We report the use of NT-ProBNP (N-terminal fragment of brain natriuretic peptide) as an independent marker to identify patients with AL amyloidosis whose clonal response to chemotherapy is inadequate. The aim of chemotherapy is to allow improvement in amyloidotic organ function but the significant time lag often means that patients are either over or under treated. Use of biomarkers (such as BNP and NT-ProBNP) for risk stratification is an area of increasing interest.
200 patients with AL amyloidosis diagnosed between 2004–2007, who had completed one line of treatment and had a complete results available prior to and six month from the start of treatment, were identified from the databases of the Amyloidosis centres in Pavia, Italy and London, UK. Organ involvement and response was assessed according to the international consensus criteria (Gertz et al 2005). NT-ProBNP change was deemed significant if there was a rise or fall of both 30% and >300 ng/L over the starting value. Kaplan-Meier and Cox regression were used for survival analysis as appropriate. The median age was 63 yrs (range 38–83) and the median number of organs involved was 2. 132 (66%) had cardiac involvement, 150 (75%) had renal and 42 (21%) had liver involvement at presentation. 115 (56%) responded to chemotherapy with a complete response (CR) in 34 (17%) and a partial response in 81 (40%).

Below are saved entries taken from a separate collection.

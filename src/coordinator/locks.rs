//! Per-key locks
//!
//! One async mutex per key that is currently locked or awaited. Entries are
//! created on demand and dropped with the last guard, so requests on unrelated
//! keys never share a mutex.

use std::collections::HashMap;
use std::sync::Arc;

use parking_lot::Mutex;
use tokio::sync::{Mutex as AsyncMutex, OwnedMutexGuard};

type KeyMutex = Arc<AsyncMutex<()>>;

#[derive(Default)]
pub struct KeyLocks {
    locks: Mutex<HashMap<String, KeyMutex>>,
}

impl KeyLocks {
    pub fn new() -> Self {
        Self::default()
    }

    /// Waits for exclusive access to `key`. Hold at most one guard at a time.
    pub async fn lock(&self, key: &str) -> KeyGuard<'_> {
        let mutex = self.locks.lock().entry(key.to_string()).or_default().clone();
        let guard = mutex.lock_owned().await;

        KeyGuard {
            locks: self,
            key: key.to_string(),
            guard: Some(guard),
        }
    }

    /// Number of keys with a live lock entry.
    pub fn len(&self) -> usize {
        self.locks.lock().len()
    }

    pub fn is_empty(&self) -> bool {
        self.locks.lock().is_empty()
    }

    fn release(&self, key: &str) {
        let mut locks = self.locks.lock();
        // only the map itself still refers to the mutex: nobody holds or awaits it
        if locks.get(key).is_some_and(|mutex| Arc::strong_count(mutex) == 1) {
            locks.remove(key);
        }
    }
}

// == Key Guard ==
/// Exclusive access to one key, released on drop.
pub struct KeyGuard<'a> {
    locks: &'a KeyLocks,
    key: String,
    guard: Option<OwnedMutexGuard<()>>,
}

impl Drop for KeyGuard<'_> {
    fn drop(&mut self) {
        drop(self.guard.take());
        self.locks.release(&self.key);
    }
}
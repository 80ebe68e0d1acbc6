//! API Module
//!
//! HTTP surface of the gateway.
//!
//! # Requests
//! - `GET /{item}` or `GET /{table}/{item}` - Read an item
//! - `PATCH /{item}` or `PATCH /{table}/{item}` - Write an item (JSON body)

pub mod handlers;
pub mod routes;

pub use handlers::*;
pub use routes::create_router;
//! Cache Module
//!
//! Process-local item cache with TTL expiration and an optional LRU bound.

mod entry;
mod lru;
mod stats;
mod store;

// Re-export public types
pub use entry::CacheEntry;
pub use lru::RecencyTracker;
pub use stats::CacheStats;
pub use store::{Cache, CacheError, ItemCache};

// == Public Constants ==
/// Maximum allowed cache key length in bytes
pub const MAX_KEY_LENGTH: usize = 2048;

/// Maximum allowed serialized value size in bytes
pub const MAX_VALUE_SIZE: usize = 1024 * 1024; // 1 MB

At baseline, median NT-ProBNP was 1865 ng/L (range 50–70144) and was >332 ng/L (the cut-off reported as significant by Dispenzieri et al, J Clin Oncol 2004) in 159 patients (80%). The median follow-up was 23 months. The median overall survival (OS) has not been reached with an estimated 2 yr survival of 71%. Patients with cardiac involvement had worse outcomes (OS 29 mo vs. not reached; p =0.001) whereas renal, liver, neuropathy, soft tissue involvement, the light chain type or presence of a measurable M protein did not significantly impact survival. Haematologic responders had a significantly better overall survival (median not reached) than non-responders (median 22 months; p<0.0001) with those achieving CR having significantly better survival than PR (estimated 4 year survival of 94% and 65% respectively; p=0.005).
The NT-proBNP increased and decreased significantly in 45 (22%) and 92 (46%) respectively - with the latter group achieving lower FLC concentration after treatment (27.6 vs. 96.4 mg/L, p<0.0001).16 of the 22 (73%) patients with heart involvement who obtained CR also has decreases in NT-ProBNP. Patients without significant NT-ProBNP decrease (median OS 29 months vs. not reached) or with significant increase (median OS 20 months vs. not reached) had significantly poorer outcome (p<0.0001). The impact of this was most marked in patients achieving a PR – in this group, the estimated 3 year survival was 48% for patients in whom there was an increase in NT-ProBNP (not significantly different from the non-responders) vs. 86% for patient in whom there was a decrease (not significantly different from those who achieved CR) (log rank p<0.0001, see figure). On multivariate analysis, cardiac involvement and change NT-ProBNP were highly significant independent prognostic factors.
In summary, patients who have a fall in NT-ProBNP have excellent outcomes irrespective of the degree of haematological response. Conversely, the failure to see a fall or to see an increase in NT-ProBNP clearly identifies a group of patients with AL amyloidosis, who despite a haematologic response to treatment, have significantly poorer outcomes. A prospective randomised study to see the effects of rapidly changing to alternative treatment in the latter groups is being planned.
Disclosures: No relevant conflicts of interest to declare.